** Instructions for the task **
Take every line from the listing below that includes "first" and copy it.

** Supplied information **

--- START ---

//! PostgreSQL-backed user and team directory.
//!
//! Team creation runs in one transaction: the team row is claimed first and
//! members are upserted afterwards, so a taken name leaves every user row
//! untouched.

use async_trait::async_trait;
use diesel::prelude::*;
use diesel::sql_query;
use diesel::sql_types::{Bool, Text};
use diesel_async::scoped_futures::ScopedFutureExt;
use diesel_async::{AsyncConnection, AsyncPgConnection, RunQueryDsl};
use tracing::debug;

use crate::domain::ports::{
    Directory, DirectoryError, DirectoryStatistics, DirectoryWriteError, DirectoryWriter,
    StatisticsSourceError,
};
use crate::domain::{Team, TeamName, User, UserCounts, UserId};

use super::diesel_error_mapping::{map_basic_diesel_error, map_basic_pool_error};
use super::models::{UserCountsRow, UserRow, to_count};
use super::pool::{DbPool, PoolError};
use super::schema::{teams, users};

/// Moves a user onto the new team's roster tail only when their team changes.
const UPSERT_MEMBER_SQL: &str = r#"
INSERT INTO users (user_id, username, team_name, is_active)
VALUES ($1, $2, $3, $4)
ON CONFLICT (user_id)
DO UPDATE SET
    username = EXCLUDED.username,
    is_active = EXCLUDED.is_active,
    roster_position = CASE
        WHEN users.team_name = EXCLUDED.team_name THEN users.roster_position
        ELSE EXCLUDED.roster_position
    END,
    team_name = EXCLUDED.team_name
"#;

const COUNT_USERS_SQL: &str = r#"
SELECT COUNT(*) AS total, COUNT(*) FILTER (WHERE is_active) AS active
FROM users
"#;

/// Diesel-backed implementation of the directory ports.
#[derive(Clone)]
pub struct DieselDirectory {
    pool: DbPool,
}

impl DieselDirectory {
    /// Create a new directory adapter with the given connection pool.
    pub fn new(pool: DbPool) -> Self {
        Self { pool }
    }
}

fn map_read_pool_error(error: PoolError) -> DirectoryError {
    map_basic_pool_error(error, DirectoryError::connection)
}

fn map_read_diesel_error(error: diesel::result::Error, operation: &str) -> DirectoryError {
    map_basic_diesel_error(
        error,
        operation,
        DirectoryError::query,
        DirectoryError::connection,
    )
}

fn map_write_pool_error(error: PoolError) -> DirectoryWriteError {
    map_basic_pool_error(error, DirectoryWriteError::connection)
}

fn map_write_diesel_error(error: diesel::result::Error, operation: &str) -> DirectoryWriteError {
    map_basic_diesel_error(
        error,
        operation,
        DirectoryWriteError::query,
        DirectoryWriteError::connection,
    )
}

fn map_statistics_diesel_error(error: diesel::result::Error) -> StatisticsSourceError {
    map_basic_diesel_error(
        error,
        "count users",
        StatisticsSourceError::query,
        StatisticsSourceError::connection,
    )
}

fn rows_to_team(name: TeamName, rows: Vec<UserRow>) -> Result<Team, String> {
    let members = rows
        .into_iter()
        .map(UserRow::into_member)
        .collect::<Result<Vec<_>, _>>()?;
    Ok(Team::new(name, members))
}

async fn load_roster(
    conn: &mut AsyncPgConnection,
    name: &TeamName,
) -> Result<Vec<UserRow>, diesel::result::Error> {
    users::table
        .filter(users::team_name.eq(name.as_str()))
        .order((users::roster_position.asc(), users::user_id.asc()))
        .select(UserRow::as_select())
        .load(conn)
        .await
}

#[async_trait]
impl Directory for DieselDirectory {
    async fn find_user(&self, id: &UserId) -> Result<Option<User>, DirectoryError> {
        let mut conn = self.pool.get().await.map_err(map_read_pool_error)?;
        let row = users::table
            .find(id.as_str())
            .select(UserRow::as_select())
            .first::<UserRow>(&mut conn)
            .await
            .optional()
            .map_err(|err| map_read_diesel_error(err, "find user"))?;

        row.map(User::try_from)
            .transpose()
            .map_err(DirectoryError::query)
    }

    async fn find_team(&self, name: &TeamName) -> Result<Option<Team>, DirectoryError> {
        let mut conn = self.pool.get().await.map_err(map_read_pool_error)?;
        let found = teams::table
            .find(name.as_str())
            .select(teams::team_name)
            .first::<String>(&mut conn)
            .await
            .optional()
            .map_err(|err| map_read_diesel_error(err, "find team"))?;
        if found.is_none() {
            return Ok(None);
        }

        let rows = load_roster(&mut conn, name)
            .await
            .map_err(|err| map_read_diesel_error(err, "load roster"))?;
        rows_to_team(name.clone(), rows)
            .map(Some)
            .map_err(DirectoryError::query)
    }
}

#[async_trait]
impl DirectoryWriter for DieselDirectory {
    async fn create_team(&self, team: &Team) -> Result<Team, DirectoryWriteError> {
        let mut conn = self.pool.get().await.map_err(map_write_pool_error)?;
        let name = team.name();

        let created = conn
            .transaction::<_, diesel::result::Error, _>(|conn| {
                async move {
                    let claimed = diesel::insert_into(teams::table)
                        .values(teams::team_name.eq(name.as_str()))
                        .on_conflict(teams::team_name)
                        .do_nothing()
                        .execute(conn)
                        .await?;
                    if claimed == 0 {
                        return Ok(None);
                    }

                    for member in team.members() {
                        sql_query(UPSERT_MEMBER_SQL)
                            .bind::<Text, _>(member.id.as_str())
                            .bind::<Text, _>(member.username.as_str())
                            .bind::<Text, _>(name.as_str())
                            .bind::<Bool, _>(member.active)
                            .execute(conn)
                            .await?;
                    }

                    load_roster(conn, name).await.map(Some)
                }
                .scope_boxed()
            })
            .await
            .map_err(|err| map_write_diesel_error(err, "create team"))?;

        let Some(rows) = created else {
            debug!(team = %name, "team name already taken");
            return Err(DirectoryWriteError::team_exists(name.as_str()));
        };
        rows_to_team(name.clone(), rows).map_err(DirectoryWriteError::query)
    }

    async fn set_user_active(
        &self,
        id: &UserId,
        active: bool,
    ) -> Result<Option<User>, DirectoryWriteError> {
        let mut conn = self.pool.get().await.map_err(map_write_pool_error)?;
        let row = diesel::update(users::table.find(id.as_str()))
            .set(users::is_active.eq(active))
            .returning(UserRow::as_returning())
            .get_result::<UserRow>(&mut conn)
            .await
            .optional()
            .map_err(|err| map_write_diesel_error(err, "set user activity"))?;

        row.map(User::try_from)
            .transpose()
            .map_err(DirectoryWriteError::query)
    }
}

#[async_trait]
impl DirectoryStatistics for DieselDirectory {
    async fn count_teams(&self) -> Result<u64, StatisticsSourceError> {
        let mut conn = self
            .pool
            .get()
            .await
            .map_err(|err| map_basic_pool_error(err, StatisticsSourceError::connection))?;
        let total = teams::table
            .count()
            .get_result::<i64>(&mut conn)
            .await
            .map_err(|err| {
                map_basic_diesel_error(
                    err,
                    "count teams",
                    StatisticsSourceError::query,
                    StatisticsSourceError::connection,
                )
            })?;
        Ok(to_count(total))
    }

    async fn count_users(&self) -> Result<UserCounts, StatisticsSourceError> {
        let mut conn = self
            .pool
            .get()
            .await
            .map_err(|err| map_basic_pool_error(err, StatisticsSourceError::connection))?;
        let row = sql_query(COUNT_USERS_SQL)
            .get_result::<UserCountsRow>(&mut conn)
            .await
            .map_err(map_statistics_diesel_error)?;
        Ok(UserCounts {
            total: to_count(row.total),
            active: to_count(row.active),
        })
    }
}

--- END ---
--- START ---

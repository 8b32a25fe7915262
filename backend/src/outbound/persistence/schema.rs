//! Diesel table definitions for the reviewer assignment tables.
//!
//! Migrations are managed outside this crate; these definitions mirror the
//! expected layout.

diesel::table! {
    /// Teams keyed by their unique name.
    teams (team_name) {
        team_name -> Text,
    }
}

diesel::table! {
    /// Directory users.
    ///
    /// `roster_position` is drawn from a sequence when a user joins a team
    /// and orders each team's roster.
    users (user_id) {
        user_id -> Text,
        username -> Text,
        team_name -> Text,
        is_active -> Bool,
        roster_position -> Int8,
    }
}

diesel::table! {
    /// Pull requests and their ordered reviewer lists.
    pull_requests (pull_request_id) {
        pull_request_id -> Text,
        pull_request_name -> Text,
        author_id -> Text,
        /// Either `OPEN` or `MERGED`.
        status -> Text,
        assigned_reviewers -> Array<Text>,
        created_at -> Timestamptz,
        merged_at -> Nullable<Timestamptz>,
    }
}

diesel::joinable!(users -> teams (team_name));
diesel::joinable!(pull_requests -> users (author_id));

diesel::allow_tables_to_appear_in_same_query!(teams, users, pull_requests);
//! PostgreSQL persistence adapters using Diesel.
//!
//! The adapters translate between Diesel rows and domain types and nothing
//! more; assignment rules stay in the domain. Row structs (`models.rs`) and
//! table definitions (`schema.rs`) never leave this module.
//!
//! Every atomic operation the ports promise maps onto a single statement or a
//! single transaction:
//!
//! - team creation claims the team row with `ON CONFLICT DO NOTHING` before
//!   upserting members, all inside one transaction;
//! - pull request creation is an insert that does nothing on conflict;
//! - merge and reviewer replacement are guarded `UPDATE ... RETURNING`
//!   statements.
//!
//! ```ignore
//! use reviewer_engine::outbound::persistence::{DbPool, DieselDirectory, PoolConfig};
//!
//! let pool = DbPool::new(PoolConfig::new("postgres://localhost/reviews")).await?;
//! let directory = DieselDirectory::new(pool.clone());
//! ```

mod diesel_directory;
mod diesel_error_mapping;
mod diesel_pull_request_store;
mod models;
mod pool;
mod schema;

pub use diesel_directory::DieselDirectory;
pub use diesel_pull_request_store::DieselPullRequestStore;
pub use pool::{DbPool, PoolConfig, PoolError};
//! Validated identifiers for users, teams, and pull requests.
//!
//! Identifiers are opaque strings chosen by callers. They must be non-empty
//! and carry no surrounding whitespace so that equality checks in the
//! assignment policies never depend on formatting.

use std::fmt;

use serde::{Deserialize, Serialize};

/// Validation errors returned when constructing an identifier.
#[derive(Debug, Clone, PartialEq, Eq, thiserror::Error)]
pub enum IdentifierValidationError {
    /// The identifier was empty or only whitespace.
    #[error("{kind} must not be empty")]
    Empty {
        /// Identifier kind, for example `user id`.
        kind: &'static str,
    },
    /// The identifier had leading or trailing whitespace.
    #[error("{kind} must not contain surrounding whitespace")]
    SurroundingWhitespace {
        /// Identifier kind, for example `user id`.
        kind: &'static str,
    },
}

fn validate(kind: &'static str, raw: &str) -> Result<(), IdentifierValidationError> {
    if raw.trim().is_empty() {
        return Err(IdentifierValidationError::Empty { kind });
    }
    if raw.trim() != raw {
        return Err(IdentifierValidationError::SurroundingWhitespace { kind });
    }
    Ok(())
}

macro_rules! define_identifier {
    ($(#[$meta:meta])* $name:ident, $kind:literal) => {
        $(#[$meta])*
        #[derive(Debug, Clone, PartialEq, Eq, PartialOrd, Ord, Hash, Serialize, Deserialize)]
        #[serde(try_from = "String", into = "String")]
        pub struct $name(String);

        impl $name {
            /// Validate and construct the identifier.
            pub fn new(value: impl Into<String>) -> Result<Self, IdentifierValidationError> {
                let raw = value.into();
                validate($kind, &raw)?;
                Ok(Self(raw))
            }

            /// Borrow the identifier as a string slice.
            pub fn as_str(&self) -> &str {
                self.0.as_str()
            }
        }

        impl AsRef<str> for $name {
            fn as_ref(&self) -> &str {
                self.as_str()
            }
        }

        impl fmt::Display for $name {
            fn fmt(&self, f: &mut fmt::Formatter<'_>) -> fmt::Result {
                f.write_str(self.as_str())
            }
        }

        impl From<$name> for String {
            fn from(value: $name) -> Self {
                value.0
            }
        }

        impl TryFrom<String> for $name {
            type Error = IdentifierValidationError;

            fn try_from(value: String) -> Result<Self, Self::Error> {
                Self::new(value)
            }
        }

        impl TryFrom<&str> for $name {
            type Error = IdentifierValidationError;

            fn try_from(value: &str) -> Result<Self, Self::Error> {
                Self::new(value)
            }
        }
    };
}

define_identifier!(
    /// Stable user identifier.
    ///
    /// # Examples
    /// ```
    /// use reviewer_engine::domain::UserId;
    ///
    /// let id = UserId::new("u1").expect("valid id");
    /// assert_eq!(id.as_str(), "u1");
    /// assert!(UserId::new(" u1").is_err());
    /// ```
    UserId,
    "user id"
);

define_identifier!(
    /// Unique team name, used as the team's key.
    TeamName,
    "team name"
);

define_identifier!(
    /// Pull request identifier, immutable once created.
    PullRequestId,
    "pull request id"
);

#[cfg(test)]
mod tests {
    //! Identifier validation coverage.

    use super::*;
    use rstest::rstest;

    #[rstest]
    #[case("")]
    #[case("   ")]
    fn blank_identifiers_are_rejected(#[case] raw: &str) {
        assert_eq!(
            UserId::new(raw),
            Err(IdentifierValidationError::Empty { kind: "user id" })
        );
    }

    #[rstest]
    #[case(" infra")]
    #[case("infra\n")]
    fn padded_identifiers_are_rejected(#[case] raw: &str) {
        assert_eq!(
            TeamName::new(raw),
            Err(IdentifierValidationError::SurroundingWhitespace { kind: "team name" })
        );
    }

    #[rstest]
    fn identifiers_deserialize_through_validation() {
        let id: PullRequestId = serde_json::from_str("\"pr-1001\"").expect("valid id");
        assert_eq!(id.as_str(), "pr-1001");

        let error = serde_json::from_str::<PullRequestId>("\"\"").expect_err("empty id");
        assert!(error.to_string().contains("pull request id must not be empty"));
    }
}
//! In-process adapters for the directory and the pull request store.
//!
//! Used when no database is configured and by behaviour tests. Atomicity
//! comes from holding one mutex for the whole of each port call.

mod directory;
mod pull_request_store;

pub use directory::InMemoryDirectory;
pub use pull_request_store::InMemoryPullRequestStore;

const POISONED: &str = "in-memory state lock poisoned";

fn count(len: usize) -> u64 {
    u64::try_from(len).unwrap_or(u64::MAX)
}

--- END ---
--- START ---

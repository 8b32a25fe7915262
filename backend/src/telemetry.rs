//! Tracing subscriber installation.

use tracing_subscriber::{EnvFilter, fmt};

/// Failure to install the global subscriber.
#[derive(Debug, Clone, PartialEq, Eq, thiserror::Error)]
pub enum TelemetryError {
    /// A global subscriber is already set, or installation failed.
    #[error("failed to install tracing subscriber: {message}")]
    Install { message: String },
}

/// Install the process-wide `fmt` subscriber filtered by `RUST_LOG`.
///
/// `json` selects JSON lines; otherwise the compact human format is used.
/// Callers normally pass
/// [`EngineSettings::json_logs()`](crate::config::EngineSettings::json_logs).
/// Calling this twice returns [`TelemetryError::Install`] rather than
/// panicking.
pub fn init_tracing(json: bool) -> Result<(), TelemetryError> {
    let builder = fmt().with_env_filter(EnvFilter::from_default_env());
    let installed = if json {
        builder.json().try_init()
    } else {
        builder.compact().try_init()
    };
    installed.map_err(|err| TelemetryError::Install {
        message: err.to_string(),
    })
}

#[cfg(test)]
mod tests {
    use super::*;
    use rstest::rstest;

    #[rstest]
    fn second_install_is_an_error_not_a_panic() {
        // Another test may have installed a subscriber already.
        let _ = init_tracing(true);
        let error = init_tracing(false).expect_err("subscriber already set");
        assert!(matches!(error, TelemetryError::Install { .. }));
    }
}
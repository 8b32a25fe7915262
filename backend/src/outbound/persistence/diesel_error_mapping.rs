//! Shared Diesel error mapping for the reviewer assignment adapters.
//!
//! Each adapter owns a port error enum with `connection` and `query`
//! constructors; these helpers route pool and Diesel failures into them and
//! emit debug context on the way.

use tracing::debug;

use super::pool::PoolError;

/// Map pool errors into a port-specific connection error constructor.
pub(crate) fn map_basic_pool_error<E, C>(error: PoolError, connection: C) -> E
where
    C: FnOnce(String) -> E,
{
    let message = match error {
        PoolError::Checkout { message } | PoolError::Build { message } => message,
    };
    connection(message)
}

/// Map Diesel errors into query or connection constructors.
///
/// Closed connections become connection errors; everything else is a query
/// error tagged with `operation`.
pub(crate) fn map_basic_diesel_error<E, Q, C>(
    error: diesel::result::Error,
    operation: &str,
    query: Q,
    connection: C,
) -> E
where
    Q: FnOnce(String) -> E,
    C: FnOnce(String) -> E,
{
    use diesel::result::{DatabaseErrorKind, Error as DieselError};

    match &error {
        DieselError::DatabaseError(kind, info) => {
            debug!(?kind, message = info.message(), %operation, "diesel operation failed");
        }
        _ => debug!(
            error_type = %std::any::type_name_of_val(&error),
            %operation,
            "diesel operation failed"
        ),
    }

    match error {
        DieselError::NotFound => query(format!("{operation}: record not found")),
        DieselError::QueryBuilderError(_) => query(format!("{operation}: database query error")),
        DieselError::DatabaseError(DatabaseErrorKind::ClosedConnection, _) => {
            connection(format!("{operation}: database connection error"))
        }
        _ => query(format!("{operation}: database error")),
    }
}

--- END ---

** Response to the task **
//! Team creation runs in one transaction: the team row is claimed first and
            .first::<UserRow>(&mut conn)
            .first::<String>(&mut conn)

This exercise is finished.